Progress is honestly the only real way to know if you're still seeing truly effective workouts. I honestly get forearm pumps from just about anything now, and when ON, that pump can last for quite awhile after I've left the gym.

Soreness can be caused by a lot of things. While DOMS do indicate that you have caused "damage" to the muscle tissues, it can easily be mistaken for lactic acidosis - which comes from a lot of anaerobic activity.

If the scale is moving in the right direction, the weights eventually get lighter, and you can see differences in the mirror over time - you're getting effective workouts. ;)

(I just train until I'm tired/failure happens, personally)
My .02c :)
 
What youre describing will work. I used to train for a pump and thats all I did. Get as much blood into the muscle as fast as I could. Its very painful. It does work though. But, eventually, at least from my experience it will only work for so long just like anything else.

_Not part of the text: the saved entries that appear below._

//! Anecdote command-line storyteller.
//!
//! Type any academic topic and get a short, true story about it.
//!
//! ```bash
//! cargo run -p anecdote -- --name "Asha" --language Hindi
//! cargo run -p anecdote -- --guest --shared-topic "Pythagoras" --image-dir ./pictures
//! ```

mod console;

use anecdote_core::suggestions::supported_language;
use anecdote_core::{
    AnecdoteApp, AppConfig, FileStore, Generator, GeneratorConfig, QueryParams, TracingSink,
    SHARED_TOPIC,
};
use anyhow::{anyhow, Context};
use clap::Parser;
use std::path::PathBuf;
use std::sync::Arc;
use tracing_subscriber::EnvFilter;

use console::ConsoleOptions;

#[derive(Debug, Parser)]
#[command(name = "anecdote", version, about = "Bite-sized true stories about any academic topic")]
struct Args {
    /// Directory holding the session and history files
    #[arg(long, value_name = "DIR")]
    data_dir: Option<PathBuf>,

    /// Language stories are written in
    #[arg(long, default_value = "English")]
    language: String,

    /// Log in under this name
    #[arg(long, conflicts_with = "guest")]
    name: Option<String>,

    /// Log in as a guest
    #[arg(long)]
    guest: bool,

    /// Open a shared topic on startup
    #[arg(long, value_name = "TOPIC")]
    shared_topic: Option<String>,

    /// Skip illustrations
    #[arg(long)]
    no_images: bool,

    /// Save illustrations into this directory
    #[arg(long, value_name = "DIR")]
    image_dir: Option<PathBuf>,

    /// Model for the story text
    #[arg(long)]
    text_model: Option<String>,

    /// Model for illustrations
    #[arg(long)]
    image_model: Option<String>,

    /// Page that share links point at
    #[arg(long, default_value = "https://anecdote.app/")]
    share_url: String,
}

#[tokio::main]
async fn main() -> anyhow::Result<()> {
    // Load .env file if present
    dotenvy::dotenv().ok();
    init_tracing();

    let args = Args::parse();

    let language = supported_language(&args.language)
        .ok_or_else(|| anyhow!("unsupported language: {}", args.language))?;

    let data_dir = match args.data_dir {
        Some(dir) => dir,
        None => dirs::data_dir()
            .map(|d| d.join("anecdote"))
            .ok_or_else(|| anyhow!("no user data directory; pass --data-dir"))?,
    };
    let store = FileStore::open(&data_dir)
        .with_context(|| format!("failed to open data directory {}", data_dir.display()))?;

    let mut generator_config = GeneratorConfig::default().with_illustrations(!args.no_images);
    if let Some(model) = args.text_model {
        generator_config = generator_config.with_text_model(model);
    }
    if let Some(model) = args.image_model {
        generator_config = generator_config.with_image_model(model);
    }
    let generator = Generator::from_env()
        .context("GEMINI_API_KEY is not set; add it to .env or export it")?
        .with_config(generator_config);

    let mut launch = QueryParams::new();
    if let Some(topic) = &args.shared_topic {
        launch.set(SHARED_TOPIC, topic.as_str());
    }

    let config = AppConfig::default()
        .with_share_base_url(args.share_url)
        .with_language(language);
    let app = AnecdoteApp::new(Arc::new(store), generator)
        .with_config(config)
        .with_launch_params(Box::new(launch))
        .with_analytics(Arc::new(TracingSink));

    let options = ConsoleOptions {
        name: args.name,
        guest: args.guest,
        image_dir: args.image_dir,
    };
    console::run(app, options).await
}

fn init_tracing() {
    let filter =
        EnvFilter::try_from_env("ANECDOTE_LOG").unwrap_or_else(|_| EnvFilter::new("warn"));

    tracing_subscriber::fmt()
        .with_env_filter(filter)
        .with_writer(std::io::stderr)
        .init();
}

I cycle my training methods. I dont have a set amount of weeks i do anything for, i go by feel. Once I feel what Im doing isnt as effective as it once was i stop it and change what im doing. I usually rotate between 10-12 for a number of week and 6-8 for a number of weeks. There are exceptions for certain exercises though. Take cable flys for example....Im never going to do 6-8 reps on cable flys. But if Im in the 6-8 rep stage im most likely not going to be doing cable flys anyways. The weeks where i train heavier with 6-8 reps is more free weight compound movement with some machines. And pump weeks 10-12 reps tend to me more machines and cables with compound stuff near the end of the session with some rest pause sets and whatnot. My trainings really a shit show and it happens on the fly LOL but it works.

The main thing is, EVERYTHING works, but not forever. Once it stops working do something else brother.